=== What you should do ===
Among the records below, find each line that includes the string "Send" and copy it.

=== Records for the task ===
* * * * *

//! The replication manager: a watch-driven, level-triggered loop that keeps
//! every replication controller's active pod count at its declared target.

use crate::active::{deletion_order, filter_active};
use crate::client::{self, Client};
use crate::events::LogRecorder;
use crate::pod_control::{PodControl, StorePodControl};
use futures::future::{self, BoxFuture};
use futures::StreamExt;
use replicator_core::{DynamicObject, ReplicationController, Status, WatchEvent};
use std::sync::Arc;
use std::time::Duration;
use thiserror::Error;
use tokio::time::{self, Instant, MissedTickBehavior};
use tracing::{debug, error, warn};

/// Default period of the full resync sweep.
pub const DEFAULT_SYNC_PERIOD: Duration = Duration::from_secs(5);

/// Default delay before retrying a watch that could not be opened.
pub const DEFAULT_WATCH_BACKOFF: Duration = Duration::from_secs(5);

#[derive(Debug, Error)]
pub enum Error {
    #[error("failed to list pods: {0}")]
    PodListFailed(#[source] client::Error),
    #[error("failed to update controller status: {0}")]
    StatusUpdateFailed(#[source] client::Error),
    #[error("failed to start watching controllers: {0}")]
    WatchStartFailed(#[source] client::Error),
}
pub type Result<T, E = Error> = std::result::Result<T, E>;

/// Tunables for the [`ReplicationManager`] loop.
#[derive(Clone, Debug, PartialEq, Eq)]
pub struct Config {
    /// Period of the full resync sweep
    pub sync_period: Duration,
    /// Delay before retrying a watch that could not be opened
    pub watch_backoff: Duration,
}

impl Default for Config {
    fn default() -> Self {
        Self {
            sync_period: DEFAULT_SYNC_PERIOD,
            watch_backoff: DEFAULT_WATCH_BACKOFF,
        }
    }
}

impl Config {
    /// Configure the full resync period.
    #[must_use]
    pub fn sync_period(mut self, period: Duration) -> Self {
        self.sync_period = period;
        self
    }

    /// Configure the watch reconnect backoff.
    #[must_use]
    pub fn watch_backoff(mut self, backoff: Duration) -> Self {
        self.watch_backoff = backoff;
        self
    }
}

/// Replacement for the per-controller sync function, for tests that observe
/// dispatch instead of effects.
pub type SyncHandler =
    Box<dyn Fn(ReplicationController) -> BoxFuture<'static, Result<()>> + Send + Sync>;

/// Synchronizes replication controllers with the pods actually running.
///
/// One long-lived [`run`](ReplicationManager::run) task hosts the watch loop;
/// every watch event and every periodic sweep tick dispatches per-controller
/// syncs. The manager carries no state of its own between syncs beyond the
/// watch cursor, so it is safe to restart at any time.
pub struct ReplicationManager<C> {
    client: Arc<C>,
    pod_control: Arc<dyn PodControl>,
    config: Config,
    sync_handler: Option<SyncHandler>,
}

impl<C: Client> ReplicationManager<C> {
    /// Create a manager actuating through the store, with failure events
    /// going to the tracing log.
    pub fn new(client: Arc<C>) -> Self {
        let pod_control = Arc::new(StorePodControl::new(
            Arc::clone(&client),
            Arc::new(LogRecorder),
        ));
        Self {
            client,
            pod_control,
            config: Config::default(),
            sync_handler: None,
        }
    }

    /// Replace the tunables.
    #[must_use]
    pub fn with_config(mut self, config: Config) -> Self {
        self.config = config;
        self
    }

    /// Substitute the pod actuator.
    #[must_use]
    pub fn with_pod_control(mut self, pod_control: Arc<dyn PodControl>) -> Self {
        self.pod_control = pod_control;
        self
    }

    /// Substitute the per-controller sync function.
    #[must_use]
    pub fn with_sync_handler(mut self, handler: SyncHandler) -> Self {
        self.sync_handler = Some(handler);
        self
    }

    /// Watch and sync forever.
    ///
    /// The watch is reopened whenever it ends, resuming from the last
    /// resource version observed on the stream; when it cannot be opened at
    /// all, the reconnect waits out the configured backoff first.
    pub async fn run(&self) {
        let mut resource_version = String::new();
        loop {
            if let Err(err) = self.watch_controllers(&mut resource_version).await {
                warn!("unable to watch: {err}");
                time::sleep(self.config.watch_backoff).await;
            }
        }
    }

    /// One watch invocation: select between the periodic resync tick and the
    /// event stream until the stream ends.
    async fn watch_controllers(&self, resource_version: &mut String) -> Result<()> {
        let mut events = self
            .client
            .watch_controllers(resource_version)
            .await
            .map_err(Error::WatchStartFailed)?;

        let mut sync_tick = time::interval_at(
            Instant::now() + self.config.sync_period,
            self.config.sync_period,
        );
        sync_tick.set_missed_tick_behavior(MissedTickBehavior::Delay);

        loop {
            tokio::select! {
                _ = sync_tick.tick() => self.synchronize().await,
                event = events.next() => match event {
                    // Watch closed, or something else went wrong with the
                    // call; return and let the supervisor reconnect.
                    None => return Ok(()),
                    Some(Err(err)) => {
                        warn!("watch stream failed: {err}");
                        return Ok(());
                    }
                    Some(Ok(event)) => self.handle_watch_event(event, resource_version).await,
                },
            }
        }
    }

    async fn handle_watch_event(
        &self,
        event: WatchEvent<DynamicObject>,
        resource_version: &mut String,
    ) {
        debug!("got watch: {event:?}");
        let object = match event {
            WatchEvent::Error(err) => {
                error!("error from watch during sync: {err}");
                // Clearing the resource version may skip some elements on
                // the watch, but the periodic synchronize() catches them.
                resource_version.clear();
                return;
            }
            WatchEvent::Added(obj) | WatchEvent::Modified(obj) | WatchEvent::Deleted(obj) => obj,
        };
        let kind = object.kind().unwrap_or_default().to_string();
        if kind == ReplicationController::KIND {
            match object.try_parse::<ReplicationController>() {
                Ok(rc) => {
                    // If we get disconnected, start where we left off.
                    *resource_version = rc.metadata.resource_version.clone().unwrap_or_default();
                    // Sync even on a deletion event, to ensure the final
                    // state is left as desired.
                    debug!(controller = rc.name(), "about to sync from watch");
                    if let Err(err) = self.sync(rc).await {
                        error!("unexpected sync error: {err}");
                    }
                }
                Err(err) => error!("unexpected object: {err}"),
            }
        } else if kind == Status::KIND {
            match object.try_parse::<Status>() {
                Ok(status) if status.is_failure() => {
                    error!(reason = %status.reason, "failed to watch: {}", status.message);
                    // Clear the resource version here as well; this won't
                    // hurt consistency, the next reconnect does a full list.
                    resource_version.clear();
                }
                _ => error!("unexpected object in watch event"),
            }
        } else {
            error!(kind = %kind, "unexpected object in watch event");
        }
    }

    /// Dispatch one controller to the sync function.
    async fn sync(&self, controller: ReplicationController) -> Result<()> {
        match &self.sync_handler {
            Some(handler) => handler(controller).await,
            None => self.sync_replication_controller(controller).await,
        }
    }

    /// Drive one controller's active pod count toward its declared target.
    ///
    /// The diff is computed from the counts measured on entry; the effects
    /// of this sync's own creates and deletes are only observed by the next
    /// one. Only pod-list and status-update failures are returned, all
    /// actuation failures are absorbed where they occur.
    pub async fn sync_replication_controller(
        &self,
        mut controller: ReplicationController,
    ) -> Result<()> {
        let namespace = controller.namespace().to_string();
        let selector = controller.selector();
        let pod_list = self
            .client
            .list_pods(&namespace, &selector)
            .await
            .map_err(Error::PodListFailed)?;

        let mut active = filter_active(pod_list.items);
        let active_count = active.len() as i32;
        let diff = active_count - controller.spec.replicas;
        if diff < 0 {
            let missing = diff.unsigned_abs() as usize;
            debug!(
                controller = controller.name(),
                "too few replicas, creating {missing}"
            );
            future::join_all(
                (0..missing).map(|_| self.pod_control.create_replica(&namespace, &controller)),
            )
            .await;
        } else if diff > 0 {
            debug!(
                controller = controller.name(),
                "too many replicas, deleting {diff}"
            );
            // Delete pods still in the earlier stages whenever possible:
            // unscheduled before scheduled, pending before running, not
            // ready before ready.
            active.sort_by(deletion_order);
            let ns = namespace.as_str();
            let pod_control = &self.pod_control;
            let results =
                future::join_all(active.iter().take(diff as usize).map(|pod| async move {
                    (pod.name(), pod_control.delete_pod(ns, pod.name()).await)
                }))
                .await;
            for (name, result) in results {
                if let Err(err) = result {
                    warn!(pod = name, "failed to delete pod: {err}");
                }
            }
        }

        // Status reflects the count seen on entry, not the count commanded.
        if controller.status.replicas != active_count {
            controller.status.replicas = active_count;
            self.client
                .update_controller(&namespace, &controller)
                .await
                .map_err(Error::StatusUpdateFailed)?;
        }
        Ok(())
    }

    /// Sweep every controller once, concurrently, as a safety net against
    /// missed watch events.
    // TODO: remove this method completely and rely on the watch once watch
    // resource-version tracking is trusted on its own.
    pub async fn synchronize(&self) {
        let list = match self.client.list_controllers().await {
            Ok(list) => list,
            Err(err) => {
                error!("synchronization error: {err}");
                return;
            }
        };
        future::join_all(list.items.into_iter().map(|controller| async move {
            debug!(controller = controller.name(), "periodic sync");
            if let Err(err) = self.sync(controller).await {
                error!("error synchronizing: {err}");
            }
        }))
        .await;
    }
}
//! The store capability the controller consumes.

use async_trait::async_trait;
use futures::stream::BoxStream;
use replicator_core::{
    DynamicObject, ErrorResponse, ObjectList, Pod, ReplicationController, Selector, WatchEvent,
};
use thiserror::Error;

/// Errors surfaced by a store implementation.
#[derive(Debug, Error)]
pub enum Error {
    /// The store processed the request and rejected it.
    #[error("api error: {0}")]
    Api(#[source] ErrorResponse),
    /// The request did not reach a conclusive answer.
    #[error("store unavailable: {0}")]
    Service(#[source] Box<dyn std::error::Error + Send + Sync>),
}

pub type Result<T, E = Error> = std::result::Result<T, E>;

/// Items produced by a controller watch.
///
/// Payloads are dynamic because a watch can deliver things other than
/// controllers: error statuses, or foreign kinds the consumer must skip.
pub type WatchStream = BoxStream<'static, Result<WatchEvent<DynamicObject>>>;

/// Typed access to the object store.
///
/// The controller is a pure consumer of this capability: swap in an
/// in-memory implementation for tests, or bind it to a real apiserver in
/// production. Objects returned from the store are treated as immutable
/// snapshots by the caller.
#[async_trait]
pub trait Client: Send + Sync + 'static {
    /// List replication controllers across all namespaces.
    async fn list_controllers(&self) -> Result<ObjectList<ReplicationController>>;

    /// Open a watch on replication controllers across all namespaces,
    /// starting at the given cursor; `""` requests a fresh stream head.
    ///
    /// The stream ends when the server closes the watch; the caller is
    /// expected to reconnect with the last resource version it observed.
    async fn watch_controllers(&self, resource_version: &str) -> Result<WatchStream>;

    /// Persist an updated controller; status write-backs use this.
    ///
    /// Conflicts are tolerated by the caller: a stale update is overwritten
    /// by the next sync.
    async fn update_controller(
        &self,
        namespace: &str,
        rc: &ReplicationController,
    ) -> Result<ReplicationController>;

    /// List pods in one namespace matching the selector.
    async fn list_pods(&self, namespace: &str, selector: &Selector) -> Result<ObjectList<Pod>>;

    /// Create a pod.
    async fn create_pod(&self, namespace: &str, pod: &Pod) -> Result<Pod>;

    /// Delete a pod by name.
    async fn delete_pod(&self, namespace: &str, name: &str) -> Result<()>;
}
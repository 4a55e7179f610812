//! Error payloads returned by the store.

use serde::{Deserialize, Serialize};
use thiserror::Error;

/// An error response from the API.
#[derive(Error, Deserialize, Serialize, Debug, Clone, Eq, PartialEq)]
#[error("{message}: {reason}")]
pub struct ErrorResponse {
    /// The status
    pub status: String,
    /// A message about the error
    #[serde(default)]
    pub message: String,
    /// The reason for the error
    #[serde(default)]
    pub reason: String,
    /// The error code
    pub code: u16,
}
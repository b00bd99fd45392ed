//! Codon translation tables and nucleotide helpers.

use std::sync::LazyLock;

use crate::genic::MITOCHONDRIAL_REFERENCES;

/// Stop codon symbol in translated sequences.
pub const STOP: u8 = b'*';

/// Symbol for a codon containing an ambiguous base.
pub const UNKNOWN: u8 = b'X';

/// Codon → amino acid lookup, indexed by 6-bit encoding (A=0, C=1, G=2, T/U=3).
#[derive(Debug, Clone, PartialEq, Eq)]
pub struct CodonTable {
    name: &'static str,
    table: [u8; 64],
}

static STANDARD: LazyLock<CodonTable> = LazyLock::new(|| CodonTable {
    name: "standard",
    #[rustfmt::skip]
    table: [
        b'K', b'N', b'K', b'N',  // AA*
        b'T', b'T', b'T', b'T',  // AC*
        b'R', b'S', b'R', b'S',  // AG*
        b'I', b'I', b'M', b'I',  // AT*
        b'Q', b'H', b'Q', b'H',  // CA*
        b'P', b'P', b'P', b'P',  // CC*
        b'R', b'R', b'R', b'R',  // CG*
        b'L', b'L', b'L', b'L',  // CT*
        b'E', b'D', b'E', b'D',  // GA*
        b'A', b'A', b'A', b'A',  // GC*
        b'G', b'G', b'G', b'G',  // GG*
        b'V', b'V', b'V', b'V',  // GT*
        b'*', b'Y', b'*', b'Y',  // TA*
        b'S', b'S', b'S', b'S',  // TC*
        b'*', b'C', b'W', b'C',  // TG*
        b'L', b'F', b'L', b'F',  // TT*
    ],
});

// Vertebrate mitochondrial code: TGA→W, AGA→*, AGG→*, ATA→M.
static MITOCHONDRIAL: LazyLock<CodonTable> = LazyLock::new(|| {
    let mut table = STANDARD.table;
    table[56] = b'W';
    table[8] = STOP;
    table[10] = STOP;
    table[12] = b'M';
    CodonTable {
        name: "vertebrate_mitochondrial",
        table,
    }
});

fn base_index(b: u8) -> Option<usize> {
    match b {
        b'A' | b'a' => Some(0),
        b'C' | b'c' => Some(1),
        b'G' | b'g' => Some(2),
        b'T' | b't' | b'U' | b'u' => Some(3),
        _ => None,
    }
}

impl CodonTable {
    /// NCBI translation table 1.
    #[must_use]
    pub fn standard() -> &'static Self {
        &STANDARD
    }

    /// NCBI translation table 2.
    #[must_use]
    pub fn mitochondrial() -> &'static Self {
        &MITOCHONDRIAL
    }

    /// Table to use for transcripts on `reference`.
    #[must_use]
    pub fn for_reference(reference: &str) -> &'static Self {
        if MITOCHONDRIAL_REFERENCES.contains(&reference) {
            Self::mitochondrial()
        } else {
            Self::standard()
        }
    }

    #[must_use]
    pub fn name(&self) -> &'static str {
        self.name
    }

    /// Amino acid for one codon; `X` if any base is ambiguous.
    #[must_use]
    pub fn translate_codon(&self, codon: &[u8; 3]) -> u8 {
        match (base_index(codon[0]), base_index(codon[1]), base_index(codon[2])) {
            (Some(a), Some(b), Some(c)) => self.table[a * 16 + b * 4 + c],
            _ => UNKNOWN,
        }
    }

    /// Translate whole codons of `cds`. A trailing partial codon is ignored.
    #[must_use]
    pub fn translate(&self, cds: &[u8]) -> Vec<u8> {
        cds.chunks_exact(3)
            .map(|c| self.translate_codon(&[c[0], c[1], c[2]]))
            .collect()
    }
}

/// Watson-Crick complement, preserving case. Unknown bases become `N`.
#[must_use]
pub fn complement(base: u8) -> u8 {
    match base {
        b'A' => b'T',
        b'C' => b'G',
        b'G' => b'C',
        b'T' | b'U' => b'A',
        b'a' => b't',
        b'c' => b'g',
        b'g' => b'c',
        b't' | b'u' => b'a',
        b'n' => b'n',
        _ => b'N',
    }
}

#[must_use]
pub fn reverse_complement(seq: &[u8]) -> Vec<u8> {
    seq.iter().rev().map(|&b| complement(b)).collect()
}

* * * * *

=== Answer box ===
    Box<dyn Fn(ReplicationController) -> BoxFuture<'static, Result<()>> + Send + Sync>;
    Service(#[source] Box<dyn std::error::Error + Send + Sync>),
pub trait Client: Send + Sync + 'static {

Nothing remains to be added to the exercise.